WHO 50: 1990:
Search Out Space.
TV Even with my everything is canon attitude to Doctor Who, which is quite willing to accept the Doctor Who Quiz Book of Dinosaurs as a perfectly reasonable example of one of those interregnum stories which are just about sight seeing, has difficulty dealing with Search Out Space.
Almost the last vestige of broadcast Doctor Who before Dimensions in Time came along and destroyed all hope for at least a year, Search Out Space is an episode of the school science programme, Search Out Science in which for some unknown reason the Doctor presents an intergalactic gameshow with Ace and some hitherto unseen companion called Cedric as contestants. The Doctor offers his posers to camera while floating in a platform in a void and each of the questions is given a going over with his friends utilising props and stock footage.

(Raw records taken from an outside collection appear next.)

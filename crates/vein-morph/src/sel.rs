//! Structuring Element (SEL) for morphological operations
//!
//! A structuring element defines the neighborhood used in morphological
//! operations. Only hit positions are stored; the origin is the reference
//! point placed on each pixel.

use crate::{MorphError, MorphResult};

/// Structuring Element (SEL)
#[derive(Debug, Clone, PartialEq, Eq)]
pub struct Sel {
    width: u32,
    height: u32,
    cx: u32,
    cy: u32,
    hits: Vec<bool>,
}

impl Sel {
    /// Create a new empty structuring element with its origin at the
    /// center `(width / 2, height / 2)`.
    pub fn new(width: u32, height: u32) -> MorphResult<Self> {
        if width == 0 || height == 0 {
            return Err(MorphError::InvalidSel(format!(
                "dimensions must be positive, got {}x{}",
                width, height
            )));
        }
        Ok(Self {
            width,
            height,
            cx: width / 2,
            cy: height / 2,
            hits: vec![false; (width * height) as usize],
        })
    }

    /// Create a rectangular "brick" structuring element with all hits
    pub fn create_brick(width: u32, height: u32) -> MorphResult<Self> {
        let mut sel = Self::new(width, height)?;
        sel.hits.fill(true);
        Ok(sel)
    }

    /// Create a square structuring element with all hits
    pub fn create_square(size: u32) -> MorphResult<Self> {
        Self::create_brick(size, size)
    }

    /// Create an elliptical structuring element inscribed in a
    /// `width x height` box.
    ///
    /// Row `i` spans `c - dx ..= c + dx` with `r = height / 2`,
    /// `c = width / 2` and `dx = round(c * sqrt(1 - ((i - r) / r)^2))`.
    /// A 1x1 ellipse is a single hit at the origin.
    pub fn create_ellipse(width: u32, height: u32) -> MorphResult<Self> {
        let mut sel = Self::new(width, height)?;
        let r = (height / 2) as i64;
        let c = (width / 2) as i64;
        let inv_r2 = if r > 0 { 1.0 / (r * r) as f64 } else { 0.0 };

        for i in 0..height as i64 {
            let dy = i - r;
            if dy.abs() > r {
                continue;
            }
            let dx = (c as f64 * (((r * r - dy * dy) as f64) * inv_r2).sqrt()).round_ties_even()
                as i64;
            let j1 = (c - dx).max(0);
            let j2 = (c + dx + 1).min(width as i64);
            for j in j1..j2 {
                sel.set(j as u32, i as u32, true);
            }
        }
        Ok(sel)
    }

    /// Get the width
    #[inline]
    pub fn width(&self) -> u32 {
        self.width
    }

    /// Get the height
    #[inline]
    pub fn height(&self) -> u32 {
        self.height
    }

    /// Get the origin x coordinate
    #[inline]
    pub fn origin_x(&self) -> u32 {
        self.cx
    }

    /// Get the origin y coordinate
    #[inline]
    pub fn origin_y(&self) -> u32 {
        self.cy
    }

    /// Whether (x, y) is a hit. Out-of-range coordinates are not.
    #[inline]
    pub fn is_hit(&self, x: u32, y: u32) -> bool {
        x < self.width && y < self.height && self.hits[(y * self.width + x) as usize]
    }

    /// Set or clear the hit at (x, y). Out-of-range coordinates are ignored.
    #[inline]
    pub fn set(&mut self, x: u32, y: u32, hit: bool) {
        if x < self.width && y < self.height {
            self.hits[(y * self.width + x) as usize] = hit;
        }
    }

    /// Count the number of hit elements
    pub fn hit_count(&self) -> usize {
        self.hits.iter().filter(|&&h| h).count()
    }

    /// Iterate over hit positions relative to the origin
    pub fn hit_offsets(&self) -> impl Iterator<Item = (i32, i32)> + '_ {
        let cx = self.cx as i32;
        let cy = self.cy as i32;
        let width = self.width;

        self.hits.iter().enumerate().filter_map(move |(idx, &hit)| {
            hit.then(|| {
                let x = (idx as u32 % width) as i32;
                let y = (idx as u32 / width) as i32;
                (x - cx, y - cy)
            })
        })
    }
}

#[cfg(test)]
mod tests {
    use super::*;

    fn rows(sel: &Sel) -> Vec<String> {
        (0..sel.height())
            .map(|y| {
                (0..sel.width())
                    .map(|x| if sel.is_hit(x, y) { 'x' } else { '.' })
                    .collect()
            })
            .collect()
    }

    #[test]
    fn test_brick() {
        let sel = Sel::create_brick(5, 3).unwrap();
        assert_eq!(sel.hit_count(), 15);
        assert_eq!((sel.origin_x(), sel.origin_y()), (2, 1));
        assert!(Sel::create_brick(0, 3).is_err());
    }

    #[test]
    fn test_ellipse_shapes() {
        let one = Sel::create_ellipse(1, 1).unwrap();
        assert_eq!(one.hit_count(), 1);
        assert_eq!(one.hit_offsets().collect::<Vec<_>>(), vec![(0, 0)]);

        let e5 = Sel::create_ellipse(5, 5).unwrap();
        assert_eq!(rows(&e5), vec!["..x..", "xxxxx", "xxxxx", "xxxxx", "..x.."]);

        let e3 = Sel::create_ellipse(3, 3).unwrap();
        assert_eq!(rows(&e3), vec![".x.", "xxx", ".x."]);
    }

    #[test]
    fn test_hit_offsets_centered() {
        let sel = Sel::create_square(3).unwrap();
        let offsets: Vec<_> = sel.hit_offsets().collect();
        assert_eq!(offsets.len(), 9);
        assert!(offsets.contains(&(-1, -1)));
        assert!(offsets.contains(&(1, 1)));
    }
}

It's available to watch in the special features of the Survival dvd.
Packed with information, K9 and a redesigned TARDIS interior (if you like) it’s nevertheless unfortunate that this was Doctor Who’s sole representative on television in 1990, and curiously so since if the show’s stock was so low, and apparently so little watched by a non-fan audience it’s bonkers that the education department thought this lot would be the perfect way to impart that information.
A similar device was employed a couple of decades earlier in Exploration Earth, in which the Fourth Doctor and Sarah explored the processes which formed the formation of the Earth. That had the distinction of being Doctor Who’s first radio drama, and actually being a real drama.
This, well this, well, in truth this is a bit sad. Both Sylv and Sophie are doing their best with the script, but it’s a presenting job, more akin to Corners, neither of them really allowed to bring much of their actual characters into it.
Which wouldn’t be as much of a problem during the run of the series perhaps but I can imagine what it must have been like for fans turning in whenever this was broadcast, desperate for whatever they can of the show only to be faced with what is just a schools programme.
Two sets of people entirely passionate about Doctor Who investing all they can emotionally into something which may well its last gasp. No wonder it can’t bare the responsibility.
There are some good elements. The special effects, provided by Mat Irvine are some of the best Doctor Who’s seen up until that point notably K9 floating in space, an image which would be repeated later in The Sarah Jane Adventures. Plus Leeson’s performance is pitch perfect, especially considering the length of time which had passed since he’d last played the role.
Nevertheless, oh dear, oh dear and oh dear. As you can see I’m slightly techy about it, and I didn’t even discover its existence until Mike Tucker and Robert Perry wrote a prequel, Storm in a Tikka, for the Short Trips and Side Steps anthology.
Now, what about Attack of the Graske? Does that count?